## Assigned task
From the first line to the last, reproduce the records exactly as they appear below.
Source information Start Marker
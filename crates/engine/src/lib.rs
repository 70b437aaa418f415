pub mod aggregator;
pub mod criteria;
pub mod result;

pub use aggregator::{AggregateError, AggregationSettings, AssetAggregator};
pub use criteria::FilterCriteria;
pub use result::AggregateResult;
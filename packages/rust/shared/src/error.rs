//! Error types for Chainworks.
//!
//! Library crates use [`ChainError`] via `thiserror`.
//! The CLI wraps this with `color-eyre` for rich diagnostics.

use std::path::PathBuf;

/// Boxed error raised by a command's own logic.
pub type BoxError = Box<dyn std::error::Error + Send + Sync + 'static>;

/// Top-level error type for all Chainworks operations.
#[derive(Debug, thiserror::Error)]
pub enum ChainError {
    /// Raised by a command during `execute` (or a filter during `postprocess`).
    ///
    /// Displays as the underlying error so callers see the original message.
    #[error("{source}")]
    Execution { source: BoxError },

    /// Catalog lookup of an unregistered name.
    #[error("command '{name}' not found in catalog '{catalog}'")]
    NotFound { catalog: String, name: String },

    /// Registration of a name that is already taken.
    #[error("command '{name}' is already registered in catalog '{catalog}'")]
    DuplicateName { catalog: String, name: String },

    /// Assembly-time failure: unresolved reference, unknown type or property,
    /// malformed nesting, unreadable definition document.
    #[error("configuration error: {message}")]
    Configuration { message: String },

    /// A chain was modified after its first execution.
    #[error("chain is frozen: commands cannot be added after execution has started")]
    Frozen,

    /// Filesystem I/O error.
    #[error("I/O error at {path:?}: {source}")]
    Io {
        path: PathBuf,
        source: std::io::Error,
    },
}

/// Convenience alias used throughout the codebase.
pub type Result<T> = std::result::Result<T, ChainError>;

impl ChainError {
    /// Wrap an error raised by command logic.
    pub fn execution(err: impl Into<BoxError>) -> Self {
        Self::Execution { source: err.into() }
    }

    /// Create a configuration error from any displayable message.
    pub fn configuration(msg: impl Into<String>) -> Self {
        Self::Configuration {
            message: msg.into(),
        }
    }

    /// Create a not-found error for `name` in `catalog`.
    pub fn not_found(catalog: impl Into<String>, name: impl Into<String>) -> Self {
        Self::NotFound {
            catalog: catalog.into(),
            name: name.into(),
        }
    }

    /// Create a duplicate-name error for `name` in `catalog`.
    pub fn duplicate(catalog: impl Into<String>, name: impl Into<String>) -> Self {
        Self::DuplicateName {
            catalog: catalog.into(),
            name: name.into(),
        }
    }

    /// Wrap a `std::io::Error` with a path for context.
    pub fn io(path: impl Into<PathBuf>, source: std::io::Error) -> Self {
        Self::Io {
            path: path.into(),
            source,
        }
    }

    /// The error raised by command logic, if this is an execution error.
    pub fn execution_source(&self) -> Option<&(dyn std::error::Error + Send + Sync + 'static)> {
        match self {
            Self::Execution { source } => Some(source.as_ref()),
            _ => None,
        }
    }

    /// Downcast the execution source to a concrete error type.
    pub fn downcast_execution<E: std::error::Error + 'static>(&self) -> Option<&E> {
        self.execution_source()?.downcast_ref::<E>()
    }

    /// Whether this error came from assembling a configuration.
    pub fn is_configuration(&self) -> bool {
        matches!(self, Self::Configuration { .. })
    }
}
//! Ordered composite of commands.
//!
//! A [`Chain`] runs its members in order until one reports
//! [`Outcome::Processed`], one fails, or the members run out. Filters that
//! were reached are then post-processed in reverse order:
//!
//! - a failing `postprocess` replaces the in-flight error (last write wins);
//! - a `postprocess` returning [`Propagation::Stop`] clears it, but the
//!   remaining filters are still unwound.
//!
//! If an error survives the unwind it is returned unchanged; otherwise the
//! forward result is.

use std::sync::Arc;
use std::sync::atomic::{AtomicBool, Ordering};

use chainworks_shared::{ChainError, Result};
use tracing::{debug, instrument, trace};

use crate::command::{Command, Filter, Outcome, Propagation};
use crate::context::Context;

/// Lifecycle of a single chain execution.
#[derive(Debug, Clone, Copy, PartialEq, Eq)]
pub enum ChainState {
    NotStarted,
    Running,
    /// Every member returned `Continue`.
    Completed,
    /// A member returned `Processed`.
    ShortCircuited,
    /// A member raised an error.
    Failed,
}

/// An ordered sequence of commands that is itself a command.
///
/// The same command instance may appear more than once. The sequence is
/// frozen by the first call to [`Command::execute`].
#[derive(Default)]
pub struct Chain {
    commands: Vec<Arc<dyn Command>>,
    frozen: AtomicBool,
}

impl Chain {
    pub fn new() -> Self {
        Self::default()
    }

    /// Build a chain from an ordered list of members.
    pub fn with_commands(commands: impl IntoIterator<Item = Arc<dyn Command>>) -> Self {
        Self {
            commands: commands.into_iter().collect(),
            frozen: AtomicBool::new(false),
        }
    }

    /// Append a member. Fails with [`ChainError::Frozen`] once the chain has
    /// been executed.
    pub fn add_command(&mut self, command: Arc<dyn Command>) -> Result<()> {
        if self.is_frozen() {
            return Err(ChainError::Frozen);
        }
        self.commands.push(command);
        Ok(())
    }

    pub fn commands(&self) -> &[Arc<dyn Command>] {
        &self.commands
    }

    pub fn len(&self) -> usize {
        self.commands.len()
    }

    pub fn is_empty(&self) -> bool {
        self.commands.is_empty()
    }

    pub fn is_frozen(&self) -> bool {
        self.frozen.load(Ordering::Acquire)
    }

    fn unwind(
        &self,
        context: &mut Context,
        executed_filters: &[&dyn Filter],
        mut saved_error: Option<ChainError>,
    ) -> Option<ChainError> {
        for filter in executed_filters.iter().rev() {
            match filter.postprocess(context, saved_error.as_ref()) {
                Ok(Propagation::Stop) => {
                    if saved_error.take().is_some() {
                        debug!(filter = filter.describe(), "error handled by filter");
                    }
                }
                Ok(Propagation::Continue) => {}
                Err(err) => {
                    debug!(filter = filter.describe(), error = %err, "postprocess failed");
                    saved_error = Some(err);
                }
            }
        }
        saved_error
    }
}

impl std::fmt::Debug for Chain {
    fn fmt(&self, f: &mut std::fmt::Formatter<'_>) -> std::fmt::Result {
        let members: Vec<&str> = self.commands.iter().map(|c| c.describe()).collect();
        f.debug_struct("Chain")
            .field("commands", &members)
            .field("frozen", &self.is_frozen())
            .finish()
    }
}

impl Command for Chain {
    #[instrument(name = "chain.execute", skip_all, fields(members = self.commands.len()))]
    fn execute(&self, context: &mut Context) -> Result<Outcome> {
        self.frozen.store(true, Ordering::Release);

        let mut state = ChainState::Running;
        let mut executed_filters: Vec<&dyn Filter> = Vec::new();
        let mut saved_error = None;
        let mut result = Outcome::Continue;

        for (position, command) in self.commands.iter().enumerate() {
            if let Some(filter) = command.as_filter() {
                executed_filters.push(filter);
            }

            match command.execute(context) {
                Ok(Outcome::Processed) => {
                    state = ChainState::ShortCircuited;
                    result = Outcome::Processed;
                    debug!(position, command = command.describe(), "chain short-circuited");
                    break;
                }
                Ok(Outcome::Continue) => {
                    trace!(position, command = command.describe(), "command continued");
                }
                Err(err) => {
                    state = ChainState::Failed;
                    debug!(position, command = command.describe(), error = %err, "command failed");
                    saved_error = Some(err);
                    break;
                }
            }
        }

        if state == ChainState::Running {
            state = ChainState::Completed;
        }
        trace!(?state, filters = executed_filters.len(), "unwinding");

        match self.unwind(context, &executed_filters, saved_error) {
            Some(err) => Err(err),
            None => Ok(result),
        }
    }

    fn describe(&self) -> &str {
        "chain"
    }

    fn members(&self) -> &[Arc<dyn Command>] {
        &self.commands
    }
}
Source information End Marker
## Expected answer
filename crates/engine/src/lib.rs
repository 70b437aaa418f415
pub mod aggregator;
pub mod criteria;
pub mod result;

pub use aggregator::{AggregateError, AggregationSettings, AssetAggregator};
pub use criteria::FilterCriteria;
pub use result::AggregateResult;
filename packages/rust/shared/src/error.rs
//! Error types for Chainworks.
//!
//! Library crates use [`ChainError`] via `thiserror`.
//! The CLI wraps this with `color-eyre` for rich diagnostics.

use std::path::PathBuf;

/// Boxed error raised by a command's own logic.
pub type BoxError = Box<dyn std::error::Error + Send + Sync + 'static>;

/// Top-level error type for all Chainworks operations.
#[derive(Debug, thiserror::Error)]
pub enum ChainError {
    /// Raised by a command during `execute` (or a filter during `postprocess`).
    ///
    /// Displays as the underlying error so callers see the original message.
    #[error("{source}")]
    Execution { source: BoxError },

    /// Catalog lookup of an unregistered name.
    #[error("command '{name}' not found in catalog '{catalog}'")]
    NotFound { catalog: String, name: String },

    /// Registration of a name that is already taken.
    #[error("command '{name}' is already registered in catalog '{catalog}'")]
    DuplicateName { catalog: String, name: String },

    /// Assembly-time failure: unresolved reference, unknown type or property,
    /// malformed nesting, unreadable definition document.
    #[error("configuration error: {message}")]
    Configuration { message: String },

    /// A chain was modified after its first execution.
    #[error("chain is frozen: commands cannot be added after execution has started")]
    Frozen,

    /// Filesystem I/O error.
    #[error("I/O error at {path:?}: {source}")]
    Io {
        path: PathBuf,
        source: std::io::Error,
    },
}

/// Convenience alias used throughout the codebase.
pub type Result<T> = std::result::Result<T, ChainError>;

impl ChainError {
    /// Wrap an error raised by command logic.
    pub fn execution(err: impl Into<BoxError>) -> Self {
        Self::Execution { source: err.into() }
    }

    /// Create a configuration error from any displayable message.
    pub fn configuration(msg: impl Into<String>) -> Self {
        Self::Configuration {
            message: msg.into(),
        }
    }

    /// Create a not-found error for `name` in `catalog`.
    pub fn not_found(catalog: impl Into<String>, name: impl Into<String>) -> Self {
        Self::NotFound {
            catalog: catalog.into(),
            name: name.into(),
        }
    }

    /// Create a duplicate-name error for `name` in `catalog`.
    pub fn duplicate(catalog: impl Into<String>, name: impl Into<String>) -> Self {
        Self::DuplicateName {
            catalog: catalog.into(),
            name: name.into(),
        }
    }

    /// Wrap a `std::io::Error` with a path for context.
    pub fn io(path: impl Into<PathBuf>, source: std::io::Error) -> Self {
        Self::Io {
            path: path.into(),
            source,
        }
    }

    /// The error raised by command logic, if this is an execution error.
    pub fn execution_source(&self) -> Option<&(dyn std::error::Error + Send + Sync + 'static)> {
        match self {
            Self::Execution { source } => Some(source.as_ref()),
            _ => None,
        }
    }

    /// Downcast the execution source to a concrete error type.
    pub fn downcast_execution<E: std::error::Error + 'static>(&self) -> Option<&E> {
        self.execution_source()?.downcast_ref::<E>()
    }

    /// Whether this error came from assembling a configuration.
    pub fn is_configuration(&self) -> bool {
        matches!(self, Self::Configuration { .. })
    }
}
//! Ordered composite of commands.
//!
//! A [`Chain`] runs its members in order until one reports
//! [`Outcome::Processed`], one fails, or the members run out. Filters that
//! were reached are then post-processed in reverse order:
//!
//! - a failing `postprocess` replaces the in-flight error (last write wins);
//! - a `postprocess` returning [`Propagation::Stop`] clears it, but the
//!   remaining filters are still unwound.
//!
//! If an error survives the unwind it is returned unchanged; otherwise the
//! forward result is.

use std::sync::Arc;
use std::sync::atomic::{AtomicBool, Ordering};

use chainworks_shared::{ChainError, Result};
use tracing::{debug, instrument, trace};

use crate::command::{Command, Filter, Outcome, Propagation};
use crate::context::Context;

/// Lifecycle of a single chain execution.
#[derive(Debug, Clone, Copy, PartialEq, Eq)]
pub enum ChainState {
    NotStarted,
    Running,
    /// Every member returned `Continue`.
    Completed,
    /// A member returned `Processed`.
    ShortCircuited,
    /// A member raised an error.
    Failed,
}

/// An ordered sequence of commands that is itself a command.
///
/// The same command instance may appear more than once. The sequence is
/// frozen by the first call to [`Command::execute`].
#[derive(Default)]
pub struct Chain {
    commands: Vec<Arc<dyn Command>>,
    frozen: AtomicBool,
}

impl Chain {
    pub fn new() -> Self {
        Self::default()
    }

    /// Build a chain from an ordered list of members.
    pub fn with_commands(commands: impl IntoIterator<Item = Arc<dyn Command>>) -> Self {
        Self {
            commands: commands.into_iter().collect(),
            frozen: AtomicBool::new(false),
        }
    }

    /// Append a member. Fails with [`ChainError::Frozen`] once the chain has
    /// been executed.
    pub fn add_command(&mut self, command: Arc<dyn Command>) -> Result<()> {
        if self.is_frozen() {
            return Err(ChainError::Frozen);
        }
        self.commands.push(command);
        Ok(())
    }

    pub fn commands(&self) -> &[Arc<dyn Command>] {
        &self.commands
    }

    pub fn len(&self) -> usize {
        self.commands.len()
    }

    pub fn is_empty(&self) -> bool {
        self.commands.is_empty()
    }

    pub fn is_frozen(&self) -> bool {
        self.frozen.load(Ordering::Acquire)
    }

    fn unwind(
        &self,
        context: &mut Context,
        executed_filters: &[&dyn Filter],
        mut saved_error: Option<ChainError>,
    ) -> Option<ChainError> {
        for filter in executed_filters.iter().rev() {
            match filter.postprocess(context, saved_error.as_ref()) {
                Ok(Propagation::Stop) => {
                    if saved_error.take().is_some() {
                        debug!(filter = filter.describe(), "error handled by filter");
                    }
                }
                Ok(Propagation::Continue) => {}
                Err(err) => {
                    debug!(filter = filter.describe(), error = %err, "postprocess failed");
                    saved_error = Some(err);
                }
            }
        }
        saved_error
    }
}

impl std::fmt::Debug for Chain {
    fn fmt(&self, f: &mut std::fmt::Formatter<'_>) -> std::fmt::Result {
        let members: Vec<&str> = self.commands.iter().map(|c| c.describe()).collect();
        f.debug_struct("Chain")
            .field("commands", &members)
            .field("frozen", &self.is_frozen())
            .finish()
    }
}

impl Command for Chain {
    #[instrument(name = "chain.execute", skip_all, fields(members = self.commands.len()))]
    fn execute(&self, context: &mut Context) -> Result<Outcome> {
        self.frozen.store(true, Ordering::Release);

        let mut state = ChainState::Running;
        let mut executed_filters: Vec<&dyn Filter> = Vec::new();
        let mut saved_error = None;
        let mut result = Outcome::Continue;

        for (position, command) in self.commands.iter().enumerate() {
            if let Some(filter) = command.as_filter() {
                executed_filters.push(filter);
            }

            match command.execute(context) {
                Ok(Outcome::Processed) => {
                    state = ChainState::ShortCircuited;
                    result = Outcome::Processed;
                    debug!(position, command = command.describe(), "chain short-circuited");
                    break;
                }
                Ok(Outcome::Continue) => {
                    trace!(position, command = command.describe(), "command continued");
                }
                Err(err) => {
                    state = ChainState::Failed;
                    debug!(position, command = command.describe(), error = %err, "command failed");
                    saved_error = Some(err);
                    break;
                }
            }
        }

        if state == ChainState::Running {
            state = ChainState::Completed;
        }
        trace!(?state, filters = executed_filters.len(), "unwinding");

        match self.unwind(context, &executed_filters, saved_error) {
            Some(err) => Err(err),
            None => Ok(result),
        }
    }

    fn describe(&self) -> &str {
        "chain"
    }

    fn members(&self) -> &[Arc<dyn Command>] {
        &self.commands
    }
}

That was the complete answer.